TASK ITEM. Copy word for word each line from the one that has "pub fn decode_entities(text: &str)" to the last line of the records, with no other lines.

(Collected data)
________________

// src/lib.rs

//! AI/ML job listing aggregator library

pub mod error;
pub mod models;
pub mod pipeline;
pub mod services;
pub mod sources;
pub mod storage;
pub mod utils;
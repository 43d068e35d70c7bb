// src/sources/the_muse.rs

//! The Muse public jobs API, walked per category and seniority level.

use async_trait::async_trait;
use serde::Deserialize;
use serde_json::Value;

use super::{JobSource, SourceContext, decode_items, get_json, id_text};
use crate::error::Result;
use crate::models::NormalizedJob;
use crate::utils::location;

const NAME: &str = "The Muse";
const API_URL: &str = "https://www.themuse.com/api/public/jobs";

const CATEGORIES: [&str; 2] = ["Data Science", "Software Engineer"];
const LEVELS: [&str; 2] = ["Senior Level", "Manager"];
const MAX_PAGES: u32 = 3;

pub struct TheMuse;

#[derive(Debug, Default, Deserialize)]
#[serde(default)]
struct Page {
    results: Vec<Value>,
    page_count: u32,
}

#[derive(Debug, Default, Deserialize)]
#[serde(default)]
struct Named {
    name: Option<String>,
}

#[derive(Debug, Default, Deserialize)]
#[serde(default)]
struct Refs {
    landing_page: Option<String>,
}

#[derive(Debug, Default, Deserialize)]
#[serde(default)]
struct Listing {
    id: Option<Value>,
    name: Option<String>,
    company: Option<Named>,
    locations: Vec<Named>,
    contents: Option<String>,
    refs: Option<Refs>,
    publication_date: Option<String>,
    categories: Vec<Named>,
}

impl Listing {
    fn location_names(&self) -> Vec<String> {
        self.locations
            .iter()
            .filter_map(|l| l.name.clone())
            .filter(|n| !n.trim().is_empty())
            .collect()
    }

    /// The board is not remote-only: keep listings without a location or
    /// with a remote/flexible one.
    fn is_remote(&self) -> bool {
        location::any_remote_or_flexible(&self.location_names())
    }

    fn into_job(self) -> NormalizedJob {
        let location = self.location_names().join(", ");
        NormalizedJob {
            title: self.name.unwrap_or_default(),
            company: self.company.and_then(|c| c.name).unwrap_or_default(),
            location,
            url: self.refs.and_then(|r| r.landing_page).unwrap_or_default(),
            date_posted: self.publication_date.unwrap_or_default(),
            description: self.contents.unwrap_or_default(),
            tags: self.categories.into_iter().filter_map(|c| c.name).collect(),
        }
    }
}

#[async_trait]
impl JobSource for TheMuse {
    fn name(&self) -> &'static str {
        NAME
    }

    async fn fetch(&self, ctx: &SourceContext) -> Result<Vec<NormalizedJob>> {
        let mut collector = ctx.collector();

        'combos: for category in CATEGORIES {
            for level in LEVELS {
                for page in 0..MAX_PAGES {
                    if collector.is_full() {
                        break 'combos;
                    }

                    let request = ctx.client.get(API_URL).query(&[
                        ("category", category.to_string()),
                        ("level", level.to_string()),
                        ("page", page.to_string()),
                    ]);
                    let context = format!("category {category:?} level {level:?} page {page}");
                    let body: Page = get_json(NAME, context, request).await?;
                    if body.results.is_empty() {
                        break;
                    }

                    for listing in decode_items::<Listing>(NAME, body.results) {
                        if collector.is_full() {
                            break;
                        }
                        if !collector.first_sighting(&id_text(listing.id.as_ref())) {
                            continue;
                        }
                        if !listing.is_remote() {
                            continue;
                        }
                        collector.offer(listing.into_job());
                    }

                    if page + 1 >= body.page_count.max(1) {
                        break;
                    }
                }
            }
        }

        Ok(collector.finish(NAME))
    }
}
// src/sources/remoteok.rs

//! RemoteOK public API (single JSON array, first entry is a legal notice).

use async_trait::async_trait;
use serde::Deserialize;
use serde_json::Value;

use super::{JobSource, SourceContext, decode_items, first_text, get_json};
use crate::error::Result;
use crate::models::NormalizedJob;
use crate::utils::resolve;

const NAME: &str = "RemoteOK";
const API_URL: &str = "https://remoteok.com/api";
const SITE_URL: &str = "https://remoteok.com";

pub struct RemoteOk;

#[derive(Debug, Default, Deserialize)]
#[serde(default)]
struct Listing {
    id: Option<Value>,
    position: Option<String>,
    title: Option<String>,
    company: Option<String>,
    location: Option<String>,
    location_text: Option<String>,
    description: Option<String>,
    tags_text: Option<String>,
    tags: Vec<String>,
    url: Option<String>,
    link: Option<String>,
    date: Option<String>,
    date_posted: Option<String>,
}

impl Listing {
    /// The metadata entry carries none of the listing identifiers.
    fn is_metadata(&self) -> bool {
        self.id.is_none() && self.company.is_none() && self.position.is_none()
    }

    fn into_job(self) -> Option<NormalizedJob> {
        if self.is_metadata() {
            return None;
        }

        let url = first_text([self.url, self.link]);
        let url = if url.starts_with('/') {
            resolve(SITE_URL, &url).unwrap_or(url)
        } else {
            url
        };

        Some(NormalizedJob {
            title: first_text([self.position, self.title]),
            company: self.company.unwrap_or_default(),
            location: first_text([self.location, self.location_text]),
            url,
            date_posted: first_text([self.date, self.date_posted]),
            description: first_text([self.description, self.tags_text]),
            tags: self.tags,
        })
    }
}

#[async_trait]
impl JobSource for RemoteOk {
    fn name(&self) -> &'static str {
        NAME
    }

    async fn fetch(&self, ctx: &SourceContext) -> Result<Vec<NormalizedJob>> {
        let items: Vec<Value> = get_json(NAME, API_URL, ctx.client.get(API_URL)).await?;

        let mut collector = ctx.collector();
        for listing in decode_items::<Listing>(NAME, items) {
            if collector.is_full() {
                break;
            }
            if let Some(job) = listing.into_job() {
                collector.offer(job);
            }
        }

        Ok(collector.finish(NAME))
    }
}
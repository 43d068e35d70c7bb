// src/pipeline/scrape.rs

//! One pull, filter and dedupe pass over the configured boards.

use std::fmt;
use std::path::PathBuf;
use std::time::{Duration, Instant};

use futures::stream::{self, StreamExt};

use crate::error::Result;
use crate::models::NormalizedJob;
use crate::services::dedupe;
use crate::sources::{JobSource, SourceContext};
use crate::storage::JobExporter;

/// How one source invocation ended.
#[derive(Debug, Clone, PartialEq, Eq)]
pub enum SourceStatus {
    Fetched { count: usize },
    Failed { reason: String },
}

/// Per-source line of the run summary.
#[derive(Debug, Clone)]
pub struct SourceOutcome {
    pub source: &'static str,
    pub status: SourceStatus,
    pub elapsed: Duration,
}

impl SourceOutcome {
    pub fn is_failure(&self) -> bool {
        matches!(self.status, SourceStatus::Failed { .. })
    }
}

impl fmt::Display for SourceOutcome {
    fn fmt(&self, f: &mut fmt::Formatter<'_>) -> fmt::Result {
        let secs = self.elapsed.as_secs_f32();
        match &self.status {
            SourceStatus::Fetched { count } => {
                write!(f, "{}: {} jobs ({:.1}s)", self.source, count, secs)
            }
            SourceStatus::Failed { reason } => {
                write!(f, "{}: failed after {:.1}s ({})", self.source, secs, reason)
            }
        }
    }
}

/// Result of a full run.
#[derive(Debug, Clone, Default)]
pub struct ScrapeReport {
    /// One entry per source, in configuration order.
    pub outcomes: Vec<SourceOutcome>,
    /// Filtered listings of all sources, deduplicated.
    pub jobs: Vec<NormalizedJob>,
    /// Listings before deduplication.
    pub collected: usize,
}

impl ScrapeReport {
    pub fn failures(&self) -> usize {
        self.outcomes.iter().filter(|o| o.is_failure()).count()
    }

    pub fn duplicates(&self) -> usize {
        self.collected - self.jobs.len()
    }
}

/// Run every source, isolating failures, and merge the results.
///
/// Sources run at most `http.max_concurrent` at a time. Results are consumed
/// in input order so the merged list, and therefore which duplicate survives,
/// does not depend on timing.
pub async fn run_scraper(sources: &[Box<dyn JobSource>], ctx: &SourceContext) -> ScrapeReport {
    let concurrency = ctx.config.http.max_concurrent.max(1);
    log::info!(
        "Scraping {} sources (concurrency {})",
        sources.len(),
        concurrency
    );

    let mut results = stream::iter(sources)
        .map(|source| async move {
            let started = Instant::now();
            log::info!("Fetching {}...", source.name());
            let result = source.fetch(ctx).await;
            (source.name(), result, started.elapsed())
        })
        .buffered(concurrency);

    let mut report = ScrapeReport::default();
    let mut collected = Vec::new();

    while let Some((name, result, elapsed)) = results.next().await {
        let status = match result {
            Ok(jobs) => {
                log::info!("{}: {} matching jobs", name, jobs.len());
                let count = jobs.len();
                collected.extend(jobs);
                SourceStatus::Fetched { count }
            }
            Err(e) => {
                log::warn!("Failed to scrape {}: {}", name, e);
                SourceStatus::Failed {
                    reason: e.to_string(),
                }
            }
        };

        report.outcomes.push(SourceOutcome {
            source: name,
            status,
            elapsed,
        });
    }

    report.collected = collected.len();
    report.jobs = dedupe(collected);
    log::info!(
        "Collected {} jobs, {} after removing duplicates",
        report.collected,
        report.jobs.len()
    );

    report
}

/// Export the report's listings.
///
/// An empty report writes no file and yields `None`, so callers can tell
/// "nothing matched" apart from a successful export.
pub async fn finish(report: &ScrapeReport, exporter: &dyn JobExporter) -> Result<Option<PathBuf>> {
    if report.jobs.is_empty() {
        return Ok(None);
    }

    let path = exporter.export(&report.jobs).await?;
    Ok(Some(path))
}
//! Pipeline entry points.
//!
//! - `run_scraper`: fetch every configured board, then merge and dedupe
//! - `finish`: export the merged listings, or nothing when none survived

pub mod scrape;

pub use scrape::{ScrapeReport, SourceOutcome, SourceStatus, finish, run_scraper};
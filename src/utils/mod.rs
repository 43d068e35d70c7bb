//! Utility functions and helpers.

pub mod http;
pub mod location;

use url::Url;

/// Resolve a potentially relative URL against a base URL.
pub fn resolve_url(base: &Url, href: &str) -> String {
    base.join(href)
        .map(|u| u.to_string())
        .unwrap_or_else(|_| href.to_string())
}

/// Resolve a URL string against a base URL string.
pub fn resolve(base_url: &str, href: &str) -> Option<String> {
    Url::parse(base_url)
        .ok()
        .map(|base| resolve_url(&base, href))
}

/// Keep at most `max_chars` characters of `text`.
pub fn truncate_chars(text: &str, max_chars: usize) -> String {
    match text.char_indices().nth(max_chars) {
        Some((idx, _)) => text[..idx].to_string(),
        None => text.to_string(),
    }
}

/// Collapse runs of whitespace into single spaces and trim the ends.
pub fn normalize_whitespace(text: &str) -> String {
    text.split_whitespace().collect::<Vec<_>>().join(" ")
}

/// Decode HTML entities such as `&amp;` in board-supplied text.
pub fn decode_entities(text: &str) -> String {
    html_escape::decode_html_entities(text).into_owned()
}

/// Render a loosely typed JSON scalar as text (numbers and strings alike).
pub fn json_text(value: &serde_json::Value) -> String {
    match value {
        serde_json::Value::Null => String::new(),
        serde_json::Value::String(s) => s.clone(),
        other => other.to_string(),
    }
}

________________

SOLUTION TO THIS PROBLEM.
pub fn decode_entities(text: &str) -> String {
    html_escape::decode_html_entities(text).into_owned()
}

/// Render a loosely typed JSON scalar as text (numbers and strings alike).
pub fn json_text(value: &serde_json::Value) -> String {
    match value {
        serde_json::Value::Null => String::new(),
        serde_json::Value::String(s) => s.clone(),
        other => other.to_string(),
    }
}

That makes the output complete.